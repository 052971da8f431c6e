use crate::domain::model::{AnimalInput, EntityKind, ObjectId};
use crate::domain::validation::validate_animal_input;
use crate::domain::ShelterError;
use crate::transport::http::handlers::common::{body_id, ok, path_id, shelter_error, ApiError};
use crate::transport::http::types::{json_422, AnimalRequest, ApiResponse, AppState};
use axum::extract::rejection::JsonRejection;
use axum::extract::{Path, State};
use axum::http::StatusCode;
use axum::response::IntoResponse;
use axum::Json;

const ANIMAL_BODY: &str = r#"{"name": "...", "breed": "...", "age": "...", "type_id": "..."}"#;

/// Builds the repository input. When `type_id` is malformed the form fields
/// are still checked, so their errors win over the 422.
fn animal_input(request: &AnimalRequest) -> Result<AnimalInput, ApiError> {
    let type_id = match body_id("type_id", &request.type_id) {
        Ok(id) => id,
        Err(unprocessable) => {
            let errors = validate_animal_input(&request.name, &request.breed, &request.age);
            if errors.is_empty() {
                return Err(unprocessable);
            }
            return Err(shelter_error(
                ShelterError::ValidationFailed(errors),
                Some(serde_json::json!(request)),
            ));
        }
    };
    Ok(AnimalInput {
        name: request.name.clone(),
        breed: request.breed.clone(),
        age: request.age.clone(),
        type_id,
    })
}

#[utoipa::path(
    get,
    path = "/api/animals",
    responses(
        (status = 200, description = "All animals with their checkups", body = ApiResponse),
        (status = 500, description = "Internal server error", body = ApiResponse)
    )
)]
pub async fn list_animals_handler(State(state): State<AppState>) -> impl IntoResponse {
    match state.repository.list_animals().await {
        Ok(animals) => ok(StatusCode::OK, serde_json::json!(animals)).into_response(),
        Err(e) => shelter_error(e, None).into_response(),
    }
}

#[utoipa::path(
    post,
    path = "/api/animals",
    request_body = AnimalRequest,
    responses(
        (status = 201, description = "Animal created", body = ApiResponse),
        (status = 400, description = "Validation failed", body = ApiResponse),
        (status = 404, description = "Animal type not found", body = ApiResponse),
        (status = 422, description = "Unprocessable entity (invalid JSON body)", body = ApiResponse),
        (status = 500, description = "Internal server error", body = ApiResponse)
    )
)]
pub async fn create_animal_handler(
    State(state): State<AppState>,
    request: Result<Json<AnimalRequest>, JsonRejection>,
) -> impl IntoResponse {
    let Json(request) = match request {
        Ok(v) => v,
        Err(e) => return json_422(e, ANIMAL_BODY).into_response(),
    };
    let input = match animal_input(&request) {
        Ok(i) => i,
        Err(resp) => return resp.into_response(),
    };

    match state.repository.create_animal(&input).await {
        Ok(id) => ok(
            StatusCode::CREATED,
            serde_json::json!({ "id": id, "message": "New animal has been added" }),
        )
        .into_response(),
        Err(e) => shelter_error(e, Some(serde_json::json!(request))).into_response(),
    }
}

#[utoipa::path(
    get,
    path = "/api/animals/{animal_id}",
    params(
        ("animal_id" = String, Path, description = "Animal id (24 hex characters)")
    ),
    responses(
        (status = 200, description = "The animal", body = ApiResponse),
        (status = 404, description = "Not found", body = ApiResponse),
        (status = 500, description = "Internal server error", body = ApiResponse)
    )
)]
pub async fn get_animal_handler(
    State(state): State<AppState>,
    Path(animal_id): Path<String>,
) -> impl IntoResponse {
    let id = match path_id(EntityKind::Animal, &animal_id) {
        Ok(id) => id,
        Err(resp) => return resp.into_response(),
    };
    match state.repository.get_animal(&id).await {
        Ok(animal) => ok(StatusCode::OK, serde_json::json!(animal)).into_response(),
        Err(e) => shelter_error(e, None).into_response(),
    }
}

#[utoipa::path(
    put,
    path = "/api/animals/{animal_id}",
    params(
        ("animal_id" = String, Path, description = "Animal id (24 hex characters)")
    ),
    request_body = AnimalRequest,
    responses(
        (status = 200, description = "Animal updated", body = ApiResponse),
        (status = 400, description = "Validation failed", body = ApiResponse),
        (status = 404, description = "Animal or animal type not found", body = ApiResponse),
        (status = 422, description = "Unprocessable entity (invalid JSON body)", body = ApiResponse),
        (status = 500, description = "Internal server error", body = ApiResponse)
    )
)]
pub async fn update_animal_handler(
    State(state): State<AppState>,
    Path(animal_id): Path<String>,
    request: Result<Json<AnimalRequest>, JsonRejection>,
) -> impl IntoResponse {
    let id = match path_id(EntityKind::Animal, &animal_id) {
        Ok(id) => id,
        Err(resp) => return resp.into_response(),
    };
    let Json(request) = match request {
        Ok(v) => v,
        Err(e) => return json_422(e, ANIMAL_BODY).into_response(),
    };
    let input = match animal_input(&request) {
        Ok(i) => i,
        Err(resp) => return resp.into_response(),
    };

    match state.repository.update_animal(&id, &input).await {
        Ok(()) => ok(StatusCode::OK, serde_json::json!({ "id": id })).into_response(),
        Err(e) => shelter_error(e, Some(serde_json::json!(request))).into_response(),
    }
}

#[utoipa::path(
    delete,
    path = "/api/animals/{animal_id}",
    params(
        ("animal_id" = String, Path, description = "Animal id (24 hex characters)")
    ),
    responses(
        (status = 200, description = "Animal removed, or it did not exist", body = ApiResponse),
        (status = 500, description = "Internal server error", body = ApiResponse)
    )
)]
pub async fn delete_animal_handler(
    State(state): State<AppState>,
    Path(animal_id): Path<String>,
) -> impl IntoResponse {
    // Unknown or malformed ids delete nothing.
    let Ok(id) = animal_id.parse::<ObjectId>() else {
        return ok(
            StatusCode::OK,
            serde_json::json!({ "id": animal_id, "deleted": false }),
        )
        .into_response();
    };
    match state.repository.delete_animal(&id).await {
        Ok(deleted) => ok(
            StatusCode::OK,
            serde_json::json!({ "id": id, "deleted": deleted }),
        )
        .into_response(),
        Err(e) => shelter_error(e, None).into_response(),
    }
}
-*-*-
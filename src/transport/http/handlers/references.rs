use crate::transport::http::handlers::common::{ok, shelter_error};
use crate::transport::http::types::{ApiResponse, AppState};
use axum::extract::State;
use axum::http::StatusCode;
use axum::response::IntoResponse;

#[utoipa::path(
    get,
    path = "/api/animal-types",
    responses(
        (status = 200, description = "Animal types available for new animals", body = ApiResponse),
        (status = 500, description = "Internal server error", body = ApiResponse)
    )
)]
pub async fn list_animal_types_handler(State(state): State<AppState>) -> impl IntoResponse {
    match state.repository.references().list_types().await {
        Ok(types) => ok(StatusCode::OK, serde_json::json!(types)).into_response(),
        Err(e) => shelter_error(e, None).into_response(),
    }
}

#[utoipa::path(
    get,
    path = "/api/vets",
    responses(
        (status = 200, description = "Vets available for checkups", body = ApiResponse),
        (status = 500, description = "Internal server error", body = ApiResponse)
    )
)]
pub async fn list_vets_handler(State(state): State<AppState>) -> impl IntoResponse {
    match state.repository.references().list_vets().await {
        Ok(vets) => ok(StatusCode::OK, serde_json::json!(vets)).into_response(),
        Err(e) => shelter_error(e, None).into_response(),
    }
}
-*-*-
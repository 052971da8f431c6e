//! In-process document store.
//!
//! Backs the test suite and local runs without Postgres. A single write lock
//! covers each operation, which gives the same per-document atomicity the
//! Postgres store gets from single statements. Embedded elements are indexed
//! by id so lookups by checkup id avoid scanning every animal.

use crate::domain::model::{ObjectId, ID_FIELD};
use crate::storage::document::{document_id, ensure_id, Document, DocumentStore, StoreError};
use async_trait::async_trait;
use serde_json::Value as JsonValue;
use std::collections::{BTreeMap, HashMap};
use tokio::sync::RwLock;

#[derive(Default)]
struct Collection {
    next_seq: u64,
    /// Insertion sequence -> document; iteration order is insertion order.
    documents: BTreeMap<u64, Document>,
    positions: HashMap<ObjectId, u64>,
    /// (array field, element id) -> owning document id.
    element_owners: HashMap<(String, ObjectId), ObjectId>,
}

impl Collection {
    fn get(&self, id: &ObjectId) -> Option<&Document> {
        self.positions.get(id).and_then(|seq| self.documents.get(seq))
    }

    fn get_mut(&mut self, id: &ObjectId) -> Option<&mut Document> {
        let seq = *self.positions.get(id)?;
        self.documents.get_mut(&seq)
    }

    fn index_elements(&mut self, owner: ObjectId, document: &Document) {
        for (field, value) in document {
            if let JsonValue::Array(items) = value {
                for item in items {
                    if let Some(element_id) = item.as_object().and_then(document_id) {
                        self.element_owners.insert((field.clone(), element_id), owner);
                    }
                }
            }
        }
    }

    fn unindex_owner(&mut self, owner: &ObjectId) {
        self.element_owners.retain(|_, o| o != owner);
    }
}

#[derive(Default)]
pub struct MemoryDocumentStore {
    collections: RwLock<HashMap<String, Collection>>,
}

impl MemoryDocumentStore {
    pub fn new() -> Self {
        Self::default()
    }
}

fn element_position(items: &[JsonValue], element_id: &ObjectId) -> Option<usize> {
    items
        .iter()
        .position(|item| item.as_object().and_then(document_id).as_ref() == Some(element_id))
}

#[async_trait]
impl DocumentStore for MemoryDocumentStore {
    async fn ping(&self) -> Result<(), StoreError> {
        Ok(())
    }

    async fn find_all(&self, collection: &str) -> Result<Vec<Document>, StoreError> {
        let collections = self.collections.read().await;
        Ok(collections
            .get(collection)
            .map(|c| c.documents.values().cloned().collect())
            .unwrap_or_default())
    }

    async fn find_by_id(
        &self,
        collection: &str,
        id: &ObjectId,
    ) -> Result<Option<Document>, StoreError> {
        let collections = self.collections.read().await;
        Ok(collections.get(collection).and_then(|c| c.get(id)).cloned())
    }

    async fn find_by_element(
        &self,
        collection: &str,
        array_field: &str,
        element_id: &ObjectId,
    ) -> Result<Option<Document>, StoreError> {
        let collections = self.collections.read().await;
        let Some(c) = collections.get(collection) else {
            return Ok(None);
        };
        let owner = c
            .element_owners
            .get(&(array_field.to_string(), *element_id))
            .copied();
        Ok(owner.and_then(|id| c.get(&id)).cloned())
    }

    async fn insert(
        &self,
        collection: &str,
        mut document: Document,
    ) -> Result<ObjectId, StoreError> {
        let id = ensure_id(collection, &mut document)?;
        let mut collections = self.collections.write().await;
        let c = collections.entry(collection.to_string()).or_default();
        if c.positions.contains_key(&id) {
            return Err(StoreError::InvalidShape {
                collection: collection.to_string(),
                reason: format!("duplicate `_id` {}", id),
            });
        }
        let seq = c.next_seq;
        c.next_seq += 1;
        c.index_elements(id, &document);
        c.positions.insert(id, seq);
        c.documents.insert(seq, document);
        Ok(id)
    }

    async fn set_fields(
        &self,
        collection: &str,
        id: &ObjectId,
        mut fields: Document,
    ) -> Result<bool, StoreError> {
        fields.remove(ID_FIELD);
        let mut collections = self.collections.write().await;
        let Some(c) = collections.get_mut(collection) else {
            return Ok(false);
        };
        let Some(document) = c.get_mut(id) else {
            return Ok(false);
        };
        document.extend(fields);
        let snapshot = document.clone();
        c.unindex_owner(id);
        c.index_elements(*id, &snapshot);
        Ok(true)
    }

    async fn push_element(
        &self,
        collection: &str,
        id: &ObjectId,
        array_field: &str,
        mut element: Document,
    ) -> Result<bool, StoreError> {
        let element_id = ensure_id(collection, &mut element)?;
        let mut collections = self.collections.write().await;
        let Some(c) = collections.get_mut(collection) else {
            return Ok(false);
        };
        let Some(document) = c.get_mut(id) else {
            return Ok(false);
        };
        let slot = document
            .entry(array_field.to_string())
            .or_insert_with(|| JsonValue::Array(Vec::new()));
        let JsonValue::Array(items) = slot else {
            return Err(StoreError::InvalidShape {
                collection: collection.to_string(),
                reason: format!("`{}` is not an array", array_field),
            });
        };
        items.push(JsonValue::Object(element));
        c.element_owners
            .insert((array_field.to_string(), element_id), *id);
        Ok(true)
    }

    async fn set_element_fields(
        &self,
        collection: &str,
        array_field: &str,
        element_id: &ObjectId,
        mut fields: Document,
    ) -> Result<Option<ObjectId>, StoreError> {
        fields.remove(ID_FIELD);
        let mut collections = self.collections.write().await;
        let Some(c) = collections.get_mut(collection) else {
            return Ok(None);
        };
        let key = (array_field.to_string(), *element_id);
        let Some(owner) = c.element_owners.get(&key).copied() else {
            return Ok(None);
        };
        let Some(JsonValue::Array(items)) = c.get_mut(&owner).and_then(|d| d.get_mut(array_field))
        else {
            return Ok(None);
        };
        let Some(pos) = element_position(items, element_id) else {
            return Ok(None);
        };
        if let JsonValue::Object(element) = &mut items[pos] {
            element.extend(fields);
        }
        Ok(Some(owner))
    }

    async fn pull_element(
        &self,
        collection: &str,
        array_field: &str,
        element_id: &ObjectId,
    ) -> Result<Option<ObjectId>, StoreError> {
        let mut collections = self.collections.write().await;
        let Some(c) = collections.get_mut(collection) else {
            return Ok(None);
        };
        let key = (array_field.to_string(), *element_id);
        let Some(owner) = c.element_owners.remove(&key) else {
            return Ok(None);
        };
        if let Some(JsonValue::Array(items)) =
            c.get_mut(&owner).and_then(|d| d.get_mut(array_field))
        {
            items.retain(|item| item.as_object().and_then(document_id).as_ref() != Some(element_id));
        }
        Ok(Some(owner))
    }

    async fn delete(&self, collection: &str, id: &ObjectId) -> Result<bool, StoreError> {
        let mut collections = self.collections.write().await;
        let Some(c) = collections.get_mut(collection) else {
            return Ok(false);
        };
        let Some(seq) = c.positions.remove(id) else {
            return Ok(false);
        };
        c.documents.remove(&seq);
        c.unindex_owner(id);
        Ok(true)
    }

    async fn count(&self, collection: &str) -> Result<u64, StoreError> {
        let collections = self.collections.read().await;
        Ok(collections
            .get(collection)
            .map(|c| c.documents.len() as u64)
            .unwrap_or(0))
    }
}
-*-*-
[Work to be completed]
If a line in the records has the word "axum", copy that line.

[Completed task]
use axum::extract::rejection::JsonRejection;
use axum::extract::{Path, State};
use axum::http::StatusCode;
use axum::response::IntoResponse;
use axum::Json;
use axum::extract::State;
use axum::http::StatusCode;
use axum::response::IntoResponse;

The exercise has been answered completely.